It appears that the Legend of Phoenix has a big following in both China and overseas, although the two groups of listeners generate somewhat different discourses in their discussion of its song, “The Most Dazzling is the National Wind.” The domestic discussion exhibits a strong class consciousness, as many fans of the band proudly embrace the loudness and uncouthness of the song, preferring it to melancholy love songs favored by educated, refined professionals. Many listeners comment on how easy it is for the song to get stuck in one's head and how quickly it makes one feel high—one person jokes that the song deserves an excellent rating simply because it instills confidence and hope in people and make them love life, the people, and the party (douban.com 2014a). Some listeners defend the song as excellent Chinese national music and attack those who worship foreign singers (douban.com 2014a). In comparison, the discussion board of the song on youtube.com (2014a) offers many commentaries on the relationship between the mainland and Taiwan. In response to the criticism by a Taiwanese that mainland songs are all very vulgar, one listener writes that the song is written for ordinary folks such as migrant workers and hard-working farmers, who need their own pop music.
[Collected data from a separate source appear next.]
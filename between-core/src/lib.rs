//! Between Core Library
//!
//! This library provides the pieces of a transparent intercepting proxy:
//! the packet-filter controller that redirects outbound HTTP/HTTPS traffic to
//! loopback, and the dual-listener proxy that rewrites redirected requests back
//! to their real origin and runs them through caller-supplied hooks.

pub mod admin;
pub mod director;
pub mod firewall;
pub mod hooks;
/// Dual-listener intercepting proxy
pub mod proxy;
pub mod tls;
pub mod transport;

/// Configuration types and utilities
pub mod config;

/// Error types for firewall and proxy operations
pub mod error;

// Re-export commonly used types
pub use admin::{Metrics, MetricsSnapshot};
pub use config::{ProxyStartupConfig, RedirectConfig, TlsConfig};
pub use director::Director;
pub use error::{CompatibilityError, FirewallError, HookError, ProxyError, TransportError};
pub use firewall::{
    CommandOutput, CommandRunner, FirewallController, FirewallState, HostProbe, PfctlRunner,
    RedirectGuard, SystemProbe, ToolMarkers,
};
pub use hooks::{replace_body, HookSet, InterceptHooks, PassthroughHooks};
pub use proxy::InterceptingProxy;
pub use transport::{full_body, HyperTransport, InterceptingTransport, ProxyBody, Transport};

/// Result type alias for proxy operations
pub type Result<T> = std::result::Result<T, ProxyError>;
use between_agent::Args;
use clap::Parser;
use std::process::Command;

fn between() -> Command {
    let mut cmd = Command::new(env!("CARGO_BIN_EXE_between"));
    for (key, _) in std::env::vars() {
        if key.starts_with("BETWEEN_") {
            cmd.env_remove(key);
        }
    }
    cmd
}

#[test]
fn test_parse_flags() {
    let args = Args::try_parse_from([
        "between",
        "--interface",
        "en0",
        "--http-port",
        "9000",
        "--proxy-address",
        "127.0.0.2",
        "--no-redirect",
    ])
    .unwrap();

    assert_eq!(args.interface.as_deref(), Some("en0"));
    assert_eq!(args.http_port, Some(9000));
    assert_eq!(args.https_port, None);
    assert_eq!(args.proxy_address.unwrap().to_string(), "127.0.0.2");
    assert!(args.no_redirect);
    assert!(!args.print_rules);
}

#[test]
fn test_parse_rejects_bad_port() {
    assert!(Args::try_parse_from(["between", "--http-port", "70000"]).is_err());
}

#[test]
fn test_print_rules_exits_cleanly() {
    let output = between()
        .args(["--print-rules", "--interface", "en0", "--https-port", "8443"])
        .output()
        .unwrap();

    assert!(output.status.success());
    let stdout = String::from_utf8_lossy(&output.stdout);
    assert!(stdout.contains("Interface = en0"));
    assert!(stdout.contains("Proxy_Http_Port = 8000"));
    assert!(stdout.contains("Proxy_Https_Port = 8443"));
}

#[test]
fn test_invalid_configuration_exits_with_failure() {
    let output = between()
        .args(["--print-rules", "--interface", "en0;pass"])
        .output()
        .unwrap();

    assert_eq!(output.status.code(), Some(1));
    let stderr = String::from_utf8_lossy(&output.stderr);
    assert!(stderr.contains("en0;pass"));
}
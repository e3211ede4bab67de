//! Per-scheme request director.
//!
//! Redirected requests arrive in origin form (`GET /path`), addressed to the
//! proxy. The director restores the absolute destination from the `Host`
//! header and the listener's scheme, then hands the request to the request
//! hook.

use crate::admin::Metrics;
use crate::error::ProxyError;
use crate::hooks::InterceptHooks;
use crate::transport::ProxyBody;
use hyper::header::HOST;
use hyper::http::uri::{Authority, PathAndQuery, Scheme};
use hyper::{Request, Uri};
use std::net::{IpAddr, SocketAddr};
use std::sync::atomic::Ordering;
use std::sync::Arc;
use tracing::warn;

#[derive(Clone)]
pub struct Director {
    scheme: Scheme,
    metrics: Arc<Metrics>,
    listener: Option<SocketAddr>,
}

impl Director {
    pub fn new(scheme: Scheme, metrics: Arc<Metrics>) -> Self {
        Self {
            scheme,
            metrics,
            listener: None,
        }
    }

    /// Reject requests whose destination is this listener.
    pub fn with_listener(mut self, addr: SocketAddr) -> Self {
        self.listener = Some(addr);
        self
    }

    pub fn http(metrics: Arc<Metrics>) -> Self {
        Self::new(Scheme::HTTP, metrics)
    }

    pub fn https(metrics: Arc<Metrics>) -> Self {
        Self::new(Scheme::HTTPS, metrics)
    }

    pub fn scheme(&self) -> &Scheme {
        &self.scheme
    }

    /// Point `req` at its real origin. Only the URI's scheme and authority
    /// change; method, path, query, headers and body are left untouched.
    pub fn rewrite<B>(&self, req: &mut Request<B>) -> Result<(), ProxyError> {
        let authority = original_host(req)?;
        if let Some(local) = self.listener {
            if targets_listener(&authority, &self.scheme, local) {
                return Err(ProxyError::LoopDetected(authority.to_string()));
            }
        }
        let path_and_query = req
            .uri()
            .path_and_query()
            .cloned()
            .unwrap_or_else(|| PathAndQuery::from_static("/"));

        let uri = Uri::builder()
            .scheme(self.scheme.clone())
            .authority(authority)
            .path_and_query(path_and_query)
            .build()
            .map_err(|e| ProxyError::InvalidHost(e.to_string()))?;

        *req.uri_mut() = uri;
        Ok(())
    }

    /// Rewrite the request, then run the request hook. A hook error is
    /// logged and does not stop the exchange.
    pub async fn direct(
        &self,
        req: &mut Request<ProxyBody>,
        hooks: &dyn InterceptHooks,
    ) -> Result<(), ProxyError> {
        self.rewrite(req)?;

        if let Err(e) = hooks.on_request(req).await {
            self.metrics.hook_errors.fetch_add(1, Ordering::Relaxed);
            warn!(method = %req.method(), uri = %req.uri(), error = %e, "Request hook failed");
        }
        Ok(())
    }
}

/// The destination the client asked for: the `Host` header, or the URI
/// authority when the request carries none (HTTP/2 `:authority`).
fn original_host<B>(req: &Request<B>) -> Result<Authority, ProxyError> {
    match req.headers().get(HOST) {
        Some(value) => {
            let host = value
                .to_str()
                .map_err(|_| ProxyError::InvalidHost("non-ASCII Host header".into()))?;
            host.parse::<Authority>()
                .map_err(|e| ProxyError::InvalidHost(format!("{}: {}", host, e)))
        }
        None => req
            .uri()
            .authority()
            .cloned()
            .ok_or_else(|| ProxyError::InvalidHost("no Host header".into())),
    }
}

/// Whether `authority` resolves to the listener bound at `local`.
fn targets_listener(authority: &Authority, scheme: &Scheme, local: SocketAddr) -> bool {
    let default_port = if *scheme == Scheme::HTTPS { 443 } else { 80 };
    if authority.port_u16().unwrap_or(default_port) != local.port() {
        return false;
    }

    let host = authority.host().trim_start_matches('[').trim_end_matches(']');
    let bound = local.ip();
    match host.parse::<IpAddr>() {
        Ok(ip) => {
            ip == bound
                || (bound.is_unspecified() && (ip.is_loopback() || ip.is_unspecified()))
                || (ip.is_unspecified() && bound.is_loopback())
        }
        Err(_) => {
            host.eq_ignore_ascii_case("localhost") && (bound.is_loopback() || bound.is_unspecified())
        }
    }
}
The Legend of Phoenix represents the mainland's participation in the “China Wind” phenomenon that first started in Taiwan and has swept Greater China in the last decade or so. “China Wind” songs tend to mobilize traditional Chinese legends and classics in their lyrics and juxtapose Chinese melodies or instruments with trendy global pop styles, particularly R&B and hip-hop (Chow and Kloet 2010). Over the years artists from Greater China markets have produced songs about a variety of Chinese cultural topics, including Chinese painting, calligraphy, tea, medicine, language, mountains, folk opera, terracotta soldiers, and food. If these songs can be considered as examples of surging cultural nationalism in China, their messages are often ambiguous and nostalgic in nature, offering themselves as a tentative gesture of resistance to the influence of a global consumer culture dominated by Western aesthetics. These songs avoid overt political messages and are ideologically safe. The best-known artist of the phenomenon is Jay Chou from Taiwan (Fung 2008; Wu, Borgerson, and Schroeder 2013). Delivering songs with easy-to-understand lyrics and in an unrestrained, primitive voice, the Legend of Phoenix contrasts itself with the soft, refined style of Taiwanese pop, thus intentionally appealing to mainlanders who find Taiwanese popular music too feminine and hard to understand. The fact that the female singer is Mongolian and some of the group's songs incorporate Mongolian musical elements echoes the tradition of Chinese official patriotic songs that co-opts ethnic minority singers and music. The group's upbeat style and cheerful lyrics fit the taste and mood of many ordinary Chinese who have witnessed rapid improvement of their material life.
Wang Feng
A rock songwriter and singer in his early 40s, Wang Feng was trained academically as a violinist at China's prestigious Central Conservatory of Music. He was assigned a job in the China Central Ballet Troupe Orchestra after graduation, but left later on to start his rock band (Ma 2011). He came to national fame in 2009 when two migrant workers were invited to sing his song, “In the Spring (chuntian li),” at the CCTV's Spring Festival Gala (2009b). He served as an advisor on the Voice of China TV show in 2012, where a candidate coached by him sang his song, “I Love You, China (wo ai ni, zhongguo),” to win the championship (Zhejiang TV 2012). During the 2013 and 2014 season he was a judge on the show (Zhejiang TV 2013, 2014). Today he is among the very few singers from the mainland who can attract thousands of fans to their concerts (China Association of Performing Arts 2012). Well-disciplined in daily life like a business executive, Wang projects an image of a serious intellectual rather than an unbridled rock star (Newsmaker 2013). Taking pride in the total quantity and the high quality of his songs, he defines his approach to songwriting as combining spiritual and emotional depth with smooth melody and simple music (Ma 2011), and he likes to use parallel structures and metaphors in his lyrics (Tao 2013).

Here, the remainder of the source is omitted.